We can see that after dropping the redundant and identifier columns we got a total of 4091 duplicated registers.

We procceed to eliminate them.

In [None]:
df_train.drop_duplicates(inplace=True)
df_train.duplicated().value_counts()

## -------------- D A T A --- P R E P R O C E S S I N G --- 1 --------------

### ---------------------- FINDING THE APPROPIATE TRANSFORMATIONS ----------------------

In this section we will analyze our dataset's features grouping them by the type of data portrayed in them (date, location, ).

This way, we will be able to determine the best transformations to perform on each of them in order to feed our models with the best quality data we can get.

In [None]:
df_train.info()

In [None]:
print(f'• Total registers: {len(df_train)}')
print('• Null values per feature:')
df_train.isnull().sum()

In [None]:
def get_info(feature_list, dataset=df_train, maxmin=False, stats=False):
    for x in feature_list:
        types = set()
        for y in dataset[x]:
            types.add(type(y))
        print(f'\n----- {x} -----\n •Data types: {types}\n •Missing values:')
        print(dataset[x].isnull().value_counts(),'\n')
        if maxmin:
            print(f' •Min: {dataset[x].min()}\n •Max: {dataset[x].max()}\n')
        if stats:
            print(f' •Mean: {dataset[x].mean()}\n •Median: {dataset[x].median()}\n •Mode: {dataset[x].mode()}\n')

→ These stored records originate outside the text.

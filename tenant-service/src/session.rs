//! Session context management and the organization switch protocol
//!
//! Each user has a session-scoped [`UserContext`] holding their
//! current-organization pointer. Switching organizations is a short ordered
//! pipeline with external side effects:
//!
//! 1. publish the logout event for the old session context — must be accepted
//!    before anything else happens;
//! 2. verify membership and atomically overwrite the pointer — the only
//!    irreversible transition; a failure here leaves the pointer unchanged
//!    and suppresses the login event;
//! 3. publish the login event for the new context — initiated before the
//!    switch is reported, but its own failure does not undo the switch;
//! 4. check the request's referrer domain — a binding to a *different*
//!    organization yields an informational mismatch view.
//!
//! Each step is a single `.await`, so cancellation can only land between
//! steps; the pointer write itself runs inside one lock acquisition with no
//! suspension point after the membership check commits the decision.

use std::collections::HashMap;
use std::sync::Arc;
use tokio::sync::RwLock;
use uuid::Uuid;

use crate::domains::DomainResolver;
use crate::error::{OrgError, OrgResult};
use crate::store::MembershipStore;
use crate::views::DomainCheckView;
use tenant_events::BusinessEventPublisher;
use tenant_org::UserContext;

/// Phase of an in-flight switch, for tracing. This is per-request state,
/// not a persisted machine.
#[derive(Debug, Clone, Copy, PartialEq, Eq)]
pub enum SwitchPhase {
    /// No switch in flight
    Idle,
    /// Publishing the logout event for the old context
    LoggingOut,
    /// Verifying membership and moving the pointer
    Switching,
    /// Publishing the login event for the new context
    LoggingIn,
}

/// Outcome of a successful organization switch.
#[derive(Debug, Clone)]
pub enum SwitchOutcome {
    /// Pointer updated; the referrer domain was absent, unbound, or bound to
    /// the same organization.
    Switched { org_id: Uuid },

    /// Pointer updated, but the referrer domain is bound to a different
    /// organization. Informational only.
    DomainMismatch {
        org_id: Uuid,
        suggested: DomainCheckView,
    },
}

impl SwitchOutcome {
    /// The organization that is now current, regardless of the domain hint.
    pub fn org_id(&self) -> Uuid {
        match self {
            SwitchOutcome::Switched { org_id } => *org_id,
            SwitchOutcome::DomainMismatch { org_id, .. } => *org_id,
        }
    }
}

/// Tracks each user's current-organization pointer and runs the switch
/// protocol.
pub struct SessionContextManager {
    contexts: RwLock<HashMap<Uuid, UserContext>>,
    membership: Arc<dyn MembershipStore>,
    resolver: DomainResolver,
    publisher: BusinessEventPublisher,
}

impl std::fmt::Debug for SessionContextManager {
    fn fmt(&self, f: &mut std::fmt::Formatter<'_>) -> std::fmt::Result {
        f.debug_struct("SessionContextManager").finish()
    }
}

impl SessionContextManager {
    /// Create a manager over a membership store, domain resolver, and event
    /// publisher.
    pub fn new(
        membership: Arc<dyn MembershipStore>,
        resolver: DomainResolver,
        publisher: BusinessEventPublisher,
    ) -> Self {
        Self {
            contexts: RwLock::new(HashMap::new()),
            membership,
            resolver,
            publisher,
        }
    }

    /// Switch the user's current organization.
    ///
    /// On failure the pointer retains its prior value and no login event is
    /// published; the logout from step 1 may already have been delivered.
    pub async fn switch_current_organization(
        &self,
        user_id: Uuid,
        org_id: Uuid,
        referer_domain: Option<&str>,
    ) -> OrgResult<SwitchOutcome> {
        let mut phase = SwitchPhase::LoggingOut;
        tracing::debug!(%user_id, %org_id, ?phase, "switch started");

        // Step 1: tear down the old session context. Listeners depend on
        // stale-session cleanup happening before the pointer changes, so a
        // rejected publish aborts the whole switch.
        self.publisher.publish_user_logout_event(user_id).await?;

        phase = SwitchPhase::Switching;
        tracing::debug!(%user_id, %org_id, ?phase, "logout accepted");

        // Step 2: membership gate, then the pointer move. Switching into an
        // organization the user does not belong to is forbidden and leaves
        // the pointer untouched.
        self.membership
            .role_of(org_id, user_id)
            .await
            .map_err(|_| OrgError::NotAMember)?;
        {
            let mut contexts = self.contexts.write().await;
            contexts
                .entry(user_id)
                .or_insert_with(|| UserContext::new(user_id))
                .switch_organization(org_id);
        }

        phase = SwitchPhase::LoggingIn;
        tracing::debug!(%user_id, %org_id, ?phase, "pointer updated");

        // Step 3: announce the new context. The pointer update is the
        // operation's primary effect; a failed login publish is logged but
        // does not fail the switch.
        if let Err(err) = self.publisher.publish_user_login_event(user_id, org_id).await {
            tracing::warn!(%user_id, %org_id, %err, "login event publish failed");
        }

        // Step 4: domain hint for custom-domain/SSO UX.
        let outcome = match self.resolver.check(referer_domain, org_id).await {
            Some(suggested) => SwitchOutcome::DomainMismatch { org_id, suggested },
            None => SwitchOutcome::Switched { org_id },
        };

        tracing::debug!(%user_id, %org_id, phase = ?SwitchPhase::Idle, "switch completed");
        Ok(outcome)
    }

    /// The user's current organization, if any.
    pub async fn current_organization(&self, user_id: Uuid) -> Option<Uuid> {
        self.contexts
            .read()
            .await
            .get(&user_id)
            .and_then(|ctx| ctx.current_organization_id)
    }

    /// Snapshot of the user's full context, if one exists.
    pub async fn context_of(&self, user_id: Uuid) -> Option<UserContext> {
        self.contexts.read().await.get(&user_id).cloned()
    }

    /// Clear the user's pointer (logout hook).
    pub async fn clear(&self, user_id: Uuid) {
        if let Some(ctx) = self.contexts.write().await.get_mut(&user_id) {
            ctx.clear_context();
        }
    }

    /// Drop one user's references to an organization (membership ended).
    pub async fn forget_for_user(&self, user_id: Uuid, org_id: Uuid) {
        if let Some(ctx) = self.contexts.write().await.get_mut(&user_id) {
            ctx.forget_organization(org_id);
        }
    }

    /// Drop every user's references to an organization (organization
    /// removed).
    pub async fn forget_organization(&self, org_id: Uuid) {
        for ctx in self.contexts.write().await.values_mut() {
            ctx.forget_organization(org_id);
        }
    }
}

#[cfg(test)]
mod tests {
    use super::*;
    use crate::store::{MemoryMembershipStore, MemoryOrganizationRegistry, OrganizationRegistry};
    use tenant_events::MemoryEventBus;
    use tenant_org::{MemberRole, Organization, OrgMember};

    struct Fixture {
        manager: SessionContextManager,
        bus: Arc<MemoryEventBus>,
        org: Organization,
        user_id: Uuid,
    }

    async fn fixture() -> Fixture {
        let membership = Arc::new(MemoryMembershipStore::new());
        let registry = Arc::new(MemoryOrganizationRegistry::new());
        let bus = Arc::new(MemoryEventBus::new());

        let user_id = Uuid::now_v7();
        let org = Organization::new("Acme", user_id);
        registry.create(org.clone()).await.unwrap();
        membership
            .add_member(OrgMember::new(org.id, user_id, MemberRole::Admin))
            .await
            .unwrap();

        let manager = SessionContextManager::new(
            membership,
            DomainResolver::new(registry),
            BusinessEventPublisher::new(bus.clone()),
        );
        Fixture {
            manager,
            bus,
            org,
            user_id,
        }
    }

    #[tokio::test]
    async fn test_switch_success() {
        let f = fixture().await;

        let outcome = f
            .manager
            .switch_current_organization(f.user_id, f.org.id, None)
            .await
            .unwrap();

        assert!(matches!(outcome, SwitchOutcome::Switched { .. }));
        assert_eq!(outcome.org_id(), f.org.id);
        assert_eq!(
            f.manager.current_organization(f.user_id).await,
            Some(f.org.id)
        );
    }

    #[tokio::test]
    async fn test_switch_non_member_leaves_pointer() {
        let f = fixture().await;
        f.manager
            .switch_current_organization(f.user_id, f.org.id, None)
            .await
            .unwrap();

        let stranger_org = Uuid::now_v7();
        let err = f
            .manager
            .switch_current_organization(f.user_id, stranger_org, None)
            .await
            .unwrap_err();

        assert!(matches!(err, OrgError::NotAMember));
        assert_eq!(
            f.manager.current_organization(f.user_id).await,
            Some(f.org.id)
        );
    }

    #[tokio::test]
    async fn test_logout_precedes_login() {
        let f = fixture().await;
        let mut sub = f.bus.subscribe("session.*").await.unwrap();

        f.manager
            .switch_current_organization(f.user_id, f.org.id, None)
            .await
            .unwrap();

        let first = sub.recv().await.unwrap();
        let second = sub.recv().await.unwrap();
        assert_eq!(first.event_type, "session.user_logged_out");
        assert_eq!(second.event_type, "session.user_logged_in");
    }

    #[tokio::test]
    async fn test_failed_switch_publishes_no_login() {
        let f = fixture().await;
        let mut sub = f.bus.subscribe("session.*").await.unwrap();

        let _ = f
            .manager
            .switch_current_organization(f.user_id, Uuid::now_v7(), None)
            .await
            .unwrap_err();

        // Only the logout from step 1 was published
        let first = sub.recv().await.unwrap();
        assert_eq!(first.event_type, "session.user_logged_out");
        let next =
            tokio::time::timeout(std::time::Duration::from_millis(50), sub.recv()).await;
        assert!(next.is_err());
    }

    #[tokio::test]
    async fn test_clear_and_forget() {
        let f = fixture().await;
        f.manager
            .switch_current_organization(f.user_id, f.org.id, None)
            .await
            .unwrap();

        f.manager.clear(f.user_id).await;
        assert_eq!(f.manager.current_organization(f.user_id).await, None);

        f.manager
            .switch_current_organization(f.user_id, f.org.id, None)
            .await
            .unwrap();
        f.manager.forget_organization(f.org.id).await;
        assert_eq!(f.manager.current_organization(f.user_id).await, None);
        let ctx = f.manager.context_of(f.user_id).await.unwrap();
        assert!(ctx.recent_organizations.is_empty());
    }
}
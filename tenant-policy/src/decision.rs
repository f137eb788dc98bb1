//! # Policy decisions
//!
//! Pure decision functions for membership mutations. Rejections are typed
//! values so the service facade can translate them into precise caller-facing
//! errors; nothing here touches storage or performs I/O.
//!
//! The last-admin arithmetic lives here as well and is consumed by the
//! membership store, so both sides agree on one definition of the invariant:
//! every organization with at least one member retains at least one admin.

use serde::{Deserialize, Serialize};
use tenant_org::MemberRole;

/// Why a policy check rejected an operation.
#[derive(Debug, Clone, Copy, Serialize, Deserialize, PartialEq, Eq)]
#[serde(rename_all = "snake_case")]
pub enum DenyReason {
    /// The actor's role is below the required role.
    RequiresAdmin,

    /// Non-admin actors may only remove themselves (leave).
    SelfRemovalOnly,

    /// The operation would leave a non-empty organization without an admin.
    WouldDropLastAdmin,
}

impl DenyReason {
    /// Stable code for API responses.
    pub fn code(&self) -> &'static str {
        match self {
            DenyReason::RequiresAdmin => "REQUIRES_ADMIN",
            DenyReason::SelfRemovalOnly => "SELF_REMOVAL_ONLY",
            DenyReason::WouldDropLastAdmin => "LAST_ADMIN",
        }
    }
}

/// Can `actor` change a member's role from `target_current` to `target_new`?
///
/// Only admins may change roles. The last-admin consequence of a downgrade is
/// checked separately against live membership counts (see
/// [`downgrade_breaks_last_admin`]); this function decides role authority
/// alone. A no-op change (same role) is allowed for idempotent callers.
///
/// # Examples
///
/// ```
/// use tenant_org::MemberRole;
/// use tenant_policy::{can_change_role, DenyReason};
///
/// assert!(can_change_role(MemberRole::Admin, MemberRole::Member, MemberRole::Admin).is_ok());
/// assert_eq!(
///     can_change_role(MemberRole::Member, MemberRole::Member, MemberRole::Admin),
///     Err(DenyReason::RequiresAdmin)
/// );
/// ```
pub fn can_change_role(
    actor_role: MemberRole,
    _target_current: MemberRole,
    _target_new: MemberRole,
) -> Result<(), DenyReason> {
    if actor_role.is_admin() {
        Ok(())
    } else {
        Err(DenyReason::RequiresAdmin)
    }
}

/// Can `actor` remove a member from the organization?
///
/// Admins may remove anyone; a non-admin may remove only themselves (leave).
/// Whether the removal breaks the last-admin invariant is a separate check
/// against live counts (see [`removal_breaks_last_admin`]).
pub fn can_remove_member(actor_role: MemberRole, is_self_removal: bool) -> Result<(), DenyReason> {
    if actor_role.is_admin() || is_self_removal {
        Ok(())
    } else {
        Err(DenyReason::SelfRemovalOnly)
    }
}

/// Would changing the target's role to `new_role` leave the organization
/// without an admin?
///
/// `admin_count` is the current number of admins; `target_is_admin` tells
/// whether the member being changed is one of them.
pub fn downgrade_breaks_last_admin(
    admin_count: usize,
    target_is_admin: bool,
    new_role: MemberRole,
) -> bool {
    target_is_admin && !new_role.is_admin() && admin_count <= 1
}

/// Would removing the target leave a non-empty organization without an admin?
///
/// Removing the sole admin is allowed only when they are also the sole
/// member, in which case the organization becomes empty.
pub fn removal_breaks_last_admin(
    admin_count: usize,
    member_count: usize,
    target_is_admin: bool,
) -> bool {
    target_is_admin && admin_count <= 1 && member_count > 1
}
//! # Organization actions
//!
//! Defines the operations callers can perform against an organization and the
//! minimum role each one requires.

use serde::{Deserialize, Serialize};
use tenant_org::MemberRole;

use crate::decision::DenyReason;

/// Operations performed against an organization.
///
/// Each action maps to a minimum required role; `authorize` checks an actor's
/// role against it.
#[derive(Debug, Clone, Copy, Serialize, Deserialize, PartialEq, Eq, Hash)]
#[serde(rename_all = "snake_case")]
pub enum OrgAction {
    /// View the member list and derived groups.
    ViewMembers,

    /// Update the organization profile (name, logo, domains).
    UpdateProfile,

    /// Add, remove, or change the role of members.
    ManageMembers,

    /// Read or write the organization's common settings.
    ManageSettings,

    /// Remove the organization entirely.
    RemoveOrganization,
}

impl OrgAction {
    /// The minimum role required to perform this action.
    ///
    /// Viewing members is open to every member; everything mutating requires
    /// admin.
    pub fn required_role(&self) -> MemberRole {
        match self {
            OrgAction::ViewMembers => MemberRole::Member,
            OrgAction::UpdateProfile
            | OrgAction::ManageMembers
            | OrgAction::ManageSettings
            | OrgAction::RemoveOrganization => MemberRole::Admin,
        }
    }

    /// Get the string representation of the action.
    pub fn as_str(&self) -> &'static str {
        match self {
            OrgAction::ViewMembers => "view_members",
            OrgAction::UpdateProfile => "update_profile",
            OrgAction::ManageMembers => "manage_members",
            OrgAction::ManageSettings => "manage_settings",
            OrgAction::RemoveOrganization => "remove_organization",
        }
    }
}

/// Check that an actor's role suffices for an action.
///
/// # Examples
///
/// ```
/// use tenant_org::MemberRole;
/// use tenant_policy::{authorize, OrgAction};
///
/// assert!(authorize(MemberRole::Admin, OrgAction::ManageMembers).is_ok());
/// assert!(authorize(MemberRole::Member, OrgAction::ManageMembers).is_err());
/// assert!(authorize(MemberRole::Member, OrgAction::ViewMembers).is_ok());
/// ```
pub fn authorize(actor_role: MemberRole, action: OrgAction) -> Result<(), DenyReason> {
    if actor_role >= action.required_role() {
        Ok(())
    } else {
        Err(DenyReason::RequiresAdmin)
    }
}
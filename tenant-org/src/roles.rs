//! Member roles
//!
//! This module defines the organization role hierarchy. The platform uses a
//! strictly ordered two-level model: every member holds exactly one role, and
//! `Admin` is a superset of `Member` privileges.

use serde::{Deserialize, Serialize};

use crate::group::Locale;

/// A user's role within an organization.
///
/// Roles are hierarchical: `Member < Admin`. `Admin` carries every `Member`
/// privilege plus member management, settings, and organization removal.
///
/// # Examples
///
/// ```
/// use tenant_org::MemberRole;
///
/// assert!(MemberRole::Admin > MemberRole::Member);
/// assert!(MemberRole::Admin.is_admin());
/// assert!(!MemberRole::Member.is_admin());
/// ```
#[derive(Debug, Clone, Copy, Serialize, Deserialize, PartialEq, Eq, PartialOrd, Ord, Hash)]
#[serde(rename_all = "snake_case")]
pub enum MemberRole {
    /// Regular organization member
    Member = 0,

    /// Organization administrator
    Admin = 1,
}

impl MemberRole {
    /// Check if this role carries admin privileges.
    pub fn is_admin(&self) -> bool {
        *self >= MemberRole::Admin
    }

    /// Parse a role from its string representation (case-insensitive).
    ///
    /// # Examples
    ///
    /// ```
    /// use tenant_org::MemberRole;
    ///
    /// assert_eq!(MemberRole::parse("admin"), Some(MemberRole::Admin));
    /// assert_eq!(MemberRole::parse("MEMBER"), Some(MemberRole::Member));
    /// assert_eq!(MemberRole::parse("owner"), None);
    /// ```
    pub fn parse(s: &str) -> Option<Self> {
        match s.to_lowercase().as_str() {
            "member" => Some(Self::Member),
            "admin" => Some(Self::Admin),
            _ => None,
        }
    }

    /// Get the wire string representation of the role.
    pub fn as_str(&self) -> &'static str {
        match self {
            Self::Member => "member",
            Self::Admin => "admin",
        }
    }

    /// Get a human-readable display name for the role in the given locale.
    ///
    /// # Examples
    ///
    /// ```
    /// use tenant_org::{Locale, MemberRole};
    ///
    /// assert_eq!(MemberRole::Admin.display_name(Locale::En), "Organization Admin");
    /// assert_eq!(MemberRole::Member.display_name(Locale::ZhCn), "企业成员");
    /// ```
    pub fn display_name(&self, locale: Locale) -> &'static str {
        match (self, locale) {
            (Self::Member, Locale::En) => "Organization Member",
            (Self::Member, Locale::ZhCn) => "企业成员",
            (Self::Admin, Locale::En) => "Organization Admin",
            (Self::Admin, Locale::ZhCn) => "企业管理员",
        }
    }
}

impl Default for MemberRole {
    fn default() -> Self {
        Self::Member
    }
}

### 1) DATE FEATURES: start_date, end_date & created_on

In [None]:
date_features = ['start_date', 'end_date', 'created_on']

get_info(date_features, maxmin=True)

Here we can see that the maximum value for the 'end_date' feature has wrong data, as it is supposed to be the date when the 'for sale' announcement stopped showing.

In [None]:
df_train.end_date.value_counts()

In [None]:
df_train[['start_date', 'end_date', 'created_on']].sort_values(by=['end_date', 'start_date'], ascending=False).head(11928)

In [None]:
11925/len(df_train)

We have 11925 wrong values in the 'end_date' feature (0.06%). 

We will try to replace them with a the average date difference (between start_date and end_date, not including the wrong values) if we use this column.

Also, we will convert this colonms to 'datetime' data type and afterwards wi will format them into timestamp format.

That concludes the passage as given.